* _Problem to solve_
Every line holding "Some" should be copied from the records below.

* _Data supplied_
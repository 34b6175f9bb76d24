//! # CLI Command Implementations
//!
//! This module contains the actual implementations of CLI commands.

use super::GeneratorKind;
use crate::config::{CliError, PipelineConfig, SourceConfig};
use std::collections::{BTreeMap, BTreeSet};
use std::io::Write;
use std::path::Path;
use trellis_core::{
    Capability, Direction, EntireGraph, FiniteGraph, Graph, GraphError, HierarchyWalk, Identity,
    Neighbours, RandomGraphParameters, TraversalOrder, VertexStream,
};

// =============================================================================
// GENERATE COMMAND
// =============================================================================

/// Build the synthetic graph a `generate` invocation describes.
pub fn generate_graph(
    kind: GeneratorKind,
    count: usize,
    directed: bool,
    seed: u64,
    edges: Option<usize>,
) -> FiniteGraph {
    match kind {
        GeneratorKind::Complete => trellis_core::complete_graph(count),
        GeneratorKind::Path => trellis_core::path_graph(count, directed),
        GeneratorKind::Cyclic => trellis_core::cyclic_graph(count),
        GeneratorKind::Hub => trellis_core::hub_graph(count),
        GeneratorKind::Random => {
            trellis_core::random_finite_undirected_graph(&RandomGraphParameters {
                seed,
                vertex_count: count,
                edge_count: edges.unwrap_or(count),
                labeled: false,
            })
        }
    }
}

/// Number of vertices per degree.
pub fn degree_histogram(graph: &FiniteGraph) -> Result<BTreeMap<usize, usize>, CliError> {
    let mut histogram = BTreeMap::new();
    for vertex in graph.get_vertices() {
        let slot = histogram.entry(vertex?.degree()).or_insert(0usize);
        *slot = slot.saturating_add(1);
    }
    Ok(histogram)
}

/// Report the shape of a synthetic graph.
pub fn cmd_generate(
    json_mode: bool,
    kind: GeneratorKind,
    count: usize,
    directed: bool,
    seed: u64,
    edges: Option<usize>,
) -> Result<(), CliError> {
    tracing::info!(?kind, count, "generating graph");
    let graph = generate_graph(kind, count, directed, seed, edges);
    let histogram = degree_histogram(&graph)?;

    if json_mode {
        let output = serde_json::json!({
            "graph": graph.info().id.to_string(),
            "directed": graph.is_directed(),
            "vertex_count": graph.vertex_count(),
            "edge_count": graph.edge_count(),
            "degrees": histogram
                .iter()
                .map(|(degree, n)| (degree.to_string(), *n))
                .collect::<BTreeMap<_, _>>(),
        });
        println!(
            "{}",
            serde_json::to_string_pretty(&output).unwrap_or_default()
        );
        return Ok(());
    }

    println!("Trellis Synthetic Graph");
    println!("=======================");
    println!("Graph:    {}", graph.info().id);
    println!("Directed: {}", graph.is_directed());
    println!();
    println!("Vertices: {}", graph.vertex_count());
    println!("Edges:    {}", graph.edge_count());
    println!();
    println!("Degrees:");
    for (degree, n) in &histogram {
        println!("  {:>4}: {} vertices", degree, n);
    }

    Ok(())
}

// =============================================================================
// RUN COMMAND
// =============================================================================

/// Vertices of `graph`, at most `limit` of them.
///
/// Enumerable graphs are enumerated. Otherwise the graph is walked
/// depth-first from its roots, which needs a `limit`.
pub fn pull_vertices<'g>(
    graph: &'g dyn Graph,
    limit: Option<usize>,
) -> Result<VertexStream<'g>, CliError> {
    if let Some(entire) = graph.as_entire() {
        let stream = entire.get_vertices();
        return Ok(match limit {
            Some(n) => Box::new(stream.take(n)),
            None => stream,
        });
    }

    let Some(limit) = limit else {
        return Err(CliError::Usage(
            "graph is not enumerable: pass --limit to walk it from its roots".to_string(),
        ));
    };
    let rooted = graph
        .as_rooted()
        .ok_or(GraphError::not_supported("run", Capability::Rooted))?;
    let roots: Vec<Identity> = rooted.roots().take(limit).collect::<Result<_, _>>()?;
    tracing::debug!(roots = roots.len(), limit, "walking from roots");

    if let Some(neighbours) = Neighbours::resolve(graph, Direction::Descendants) {
        let mut seen = BTreeSet::new();
        return Ok(Box::new(
            roots
                .into_iter()
                .flat_map(move |root| {
                    HierarchyWalk::over(neighbours, root, true, None, TraversalOrder::Preorder)
                })
                .filter(move |result| match result {
                    Ok(vertex) => seen.insert(vertex.id.clone()),
                    Err(_) => true,
                })
                .take(limit),
        ));
    }

    let dynamic = graph.require_dynamic("run")?;
    Ok(Box::new(
        roots
            .into_iter()
            .filter_map(move |id| dynamic.get_vertex(&id).transpose()),
    ))
}

/// Write each vertex as one JSON line. Returns the number written.
pub fn write_vertices(stream: VertexStream<'_>, out: &mut impl Write) -> Result<usize, CliError> {
    let mut written = 0usize;
    for vertex in stream {
        let line = serde_json::to_string(&vertex?)?;
        writeln!(out, "{}", line).map_err(CliError::Output)?;
        written = written.saturating_add(1);
    }
    Ok(written)
}

/// Build a pipeline and stream its vertices to stdout.
pub fn cmd_run(pipeline: &Path, limit: Option<usize>) -> Result<(), CliError> {
    tracing::info!("Running pipeline {:?}", pipeline);
    let config = PipelineConfig::load(pipeline)?;
    let graph = config.build()?;

    let stdout = std::io::stdout();
    let mut out = stdout.lock();
    let written = write_vertices(pull_vertices(&*graph, limit)?, &mut out)?;
    out.flush().map_err(CliError::Output)?;

    tracing::info!(written, "pipeline finished");
    Ok(())
}

// =============================================================================
// CAPABILITIES COMMAND
// =============================================================================

/// Attributes and capability flags of `graph` as JSON.
pub fn capability_report(graph: &dyn Graph) -> serde_json::Value {
    let attributes = graph.attributes();
    let capabilities = graph.capabilities();
    let flags: serde_json::Map<String, serde_json::Value> = Capability::ALL
        .iter()
        .map(|c| (c.to_string(), serde_json::Value::Bool(capabilities.supports(*c))))
        .collect();
    serde_json::json!({
        "graph": graph.info().id.to_string(),
        "directed": attributes.directed,
        "dynamic": attributes.dynamic,
        "finite": attributes.finite,
        "capabilities": flags,
    })
}

/// Show the capability table of a pipeline's final graph.
pub fn cmd_capabilities(pipeline: &Path, json_mode: bool) -> Result<(), CliError> {
    let config = PipelineConfig::load(pipeline)?;
    let graph = config.build()?;

    if json_mode {
        println!(
            "{}",
            serde_json::to_string_pretty(&capability_report(&*graph)).unwrap_or_default()
        );
        return Ok(());
    }

    let attributes = graph.attributes();
    let capabilities = graph.capabilities();
    println!("Trellis Pipeline Capabilities");
    println!("=============================");
    println!("Source:   {}", source_name(&config.source));
    println!("Stages:   {}", config.stages.len());
    println!("Graph:    {}", graph.info().id);
    println!();
    println!("Directed: {}", attributes.directed);
    println!("Dynamic:  {}", attributes.dynamic);
    println!("Finite:   {}", attributes.finite);
    println!();
    for capability in Capability::ALL {
        let mark = if capabilities.supports(capability) {
            "yes"
        } else {
            "no"
        };
        println!("  {:<12} {}", capability, mark);
    }

    Ok(())
}

fn source_name(source: &SourceConfig) -> &'static str {
    match source {
        SourceConfig::Complete { .. } => "complete",
        SourceConfig::Path { .. } => "path",
        SourceConfig::Cyclic { .. } => "cyclic",
        SourceConfig::Hub { .. } => "hub",
        SourceConfig::Random(_) => "random",
        SourceConfig::Infinite(_) => "infinite",
        SourceConfig::File { .. } => "file",
    }
}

* _Result for this task_
    if let Some(entire) = graph.as_entire() {
            Some(n) => Box::new(stream.take(n)),
    let Some(limit) = limit else {
    if let Some(neighbours) = Neighbours::resolve(graph, Direction::Descendants) {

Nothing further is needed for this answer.